> [TASK]:
From the data underneath, reproduce exactly the stretch that begins at the line with "repository 844924d86f6470b9" and ends after the line with "after the airdrop.".

> [EXTRACTED RECORDS]:
______________________________

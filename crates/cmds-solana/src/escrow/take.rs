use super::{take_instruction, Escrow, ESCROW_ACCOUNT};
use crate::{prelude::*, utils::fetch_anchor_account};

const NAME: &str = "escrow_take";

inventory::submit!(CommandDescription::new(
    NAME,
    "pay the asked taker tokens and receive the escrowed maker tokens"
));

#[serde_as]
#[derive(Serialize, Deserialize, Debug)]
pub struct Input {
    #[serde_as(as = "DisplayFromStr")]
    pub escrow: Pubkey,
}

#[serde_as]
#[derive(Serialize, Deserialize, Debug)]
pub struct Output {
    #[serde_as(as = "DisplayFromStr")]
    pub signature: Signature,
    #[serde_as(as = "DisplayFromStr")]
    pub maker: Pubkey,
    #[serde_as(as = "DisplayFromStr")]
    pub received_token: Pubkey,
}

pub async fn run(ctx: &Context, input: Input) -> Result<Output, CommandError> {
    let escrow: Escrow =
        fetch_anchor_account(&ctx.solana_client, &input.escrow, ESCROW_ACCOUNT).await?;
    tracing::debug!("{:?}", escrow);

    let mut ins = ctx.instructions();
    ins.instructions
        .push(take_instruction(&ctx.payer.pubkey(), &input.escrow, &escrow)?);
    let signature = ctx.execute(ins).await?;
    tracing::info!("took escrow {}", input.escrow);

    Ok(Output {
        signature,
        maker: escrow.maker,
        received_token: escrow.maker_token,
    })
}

______________________________

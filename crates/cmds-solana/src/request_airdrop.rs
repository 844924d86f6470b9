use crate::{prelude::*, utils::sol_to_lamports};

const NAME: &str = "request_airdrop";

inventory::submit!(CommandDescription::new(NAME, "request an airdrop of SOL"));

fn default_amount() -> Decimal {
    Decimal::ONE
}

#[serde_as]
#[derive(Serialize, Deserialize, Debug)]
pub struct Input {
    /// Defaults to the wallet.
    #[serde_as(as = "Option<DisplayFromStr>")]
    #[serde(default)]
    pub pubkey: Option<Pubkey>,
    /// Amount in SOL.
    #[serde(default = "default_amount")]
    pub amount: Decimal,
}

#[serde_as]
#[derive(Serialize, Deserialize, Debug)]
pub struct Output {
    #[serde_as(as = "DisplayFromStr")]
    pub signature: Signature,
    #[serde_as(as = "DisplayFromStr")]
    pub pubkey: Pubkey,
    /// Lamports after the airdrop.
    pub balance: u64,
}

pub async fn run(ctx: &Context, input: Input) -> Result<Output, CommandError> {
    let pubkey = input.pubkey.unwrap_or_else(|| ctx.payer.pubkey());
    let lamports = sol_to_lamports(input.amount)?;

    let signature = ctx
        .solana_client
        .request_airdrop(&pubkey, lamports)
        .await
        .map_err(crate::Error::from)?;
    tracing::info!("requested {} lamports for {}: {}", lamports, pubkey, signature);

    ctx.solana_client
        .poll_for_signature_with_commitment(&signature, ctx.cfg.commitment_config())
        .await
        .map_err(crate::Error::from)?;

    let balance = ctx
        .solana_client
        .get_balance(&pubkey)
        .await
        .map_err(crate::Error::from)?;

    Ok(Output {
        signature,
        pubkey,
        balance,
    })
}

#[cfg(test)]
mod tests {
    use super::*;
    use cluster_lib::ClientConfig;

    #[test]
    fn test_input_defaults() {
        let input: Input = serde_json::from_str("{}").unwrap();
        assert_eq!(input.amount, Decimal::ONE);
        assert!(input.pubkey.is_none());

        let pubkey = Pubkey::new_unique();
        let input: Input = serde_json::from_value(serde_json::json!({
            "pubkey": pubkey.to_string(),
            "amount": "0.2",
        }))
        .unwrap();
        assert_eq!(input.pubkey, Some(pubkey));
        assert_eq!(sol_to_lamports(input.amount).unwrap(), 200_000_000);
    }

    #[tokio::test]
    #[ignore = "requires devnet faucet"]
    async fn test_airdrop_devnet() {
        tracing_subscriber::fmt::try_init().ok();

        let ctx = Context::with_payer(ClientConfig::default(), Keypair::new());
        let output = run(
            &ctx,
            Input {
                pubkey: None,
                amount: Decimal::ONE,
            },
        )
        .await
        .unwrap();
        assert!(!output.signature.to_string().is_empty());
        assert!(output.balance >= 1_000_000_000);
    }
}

______________________________

> [RESULT BELOW]:
repository 844924d86f6470b9
use crate::{prelude::*, utils::sol_to_lamports};

const NAME: &str = "request_airdrop";

inventory::submit!(CommandDescription::new(NAME, "request an airdrop of SOL"));

fn default_amount() -> Decimal {
    Decimal::ONE
}

#[serde_as]
#[derive(Serialize, Deserialize, Debug)]
pub struct Input {
    /// Defaults to the wallet.
    #[serde_as(as = "Option<DisplayFromStr>")]
    #[serde(default)]
    pub pubkey: Option<Pubkey>,
    /// Amount in SOL.
    #[serde(default = "default_amount")]
    pub amount: Decimal,
}

#[serde_as]
#[derive(Serialize, Deserialize, Debug)]
pub struct Output {
    #[serde_as(as = "DisplayFromStr")]
    pub signature: Signature,
    #[serde_as(as = "DisplayFromStr")]
    pub pubkey: Pubkey,
    /// Lamports after the airdrop.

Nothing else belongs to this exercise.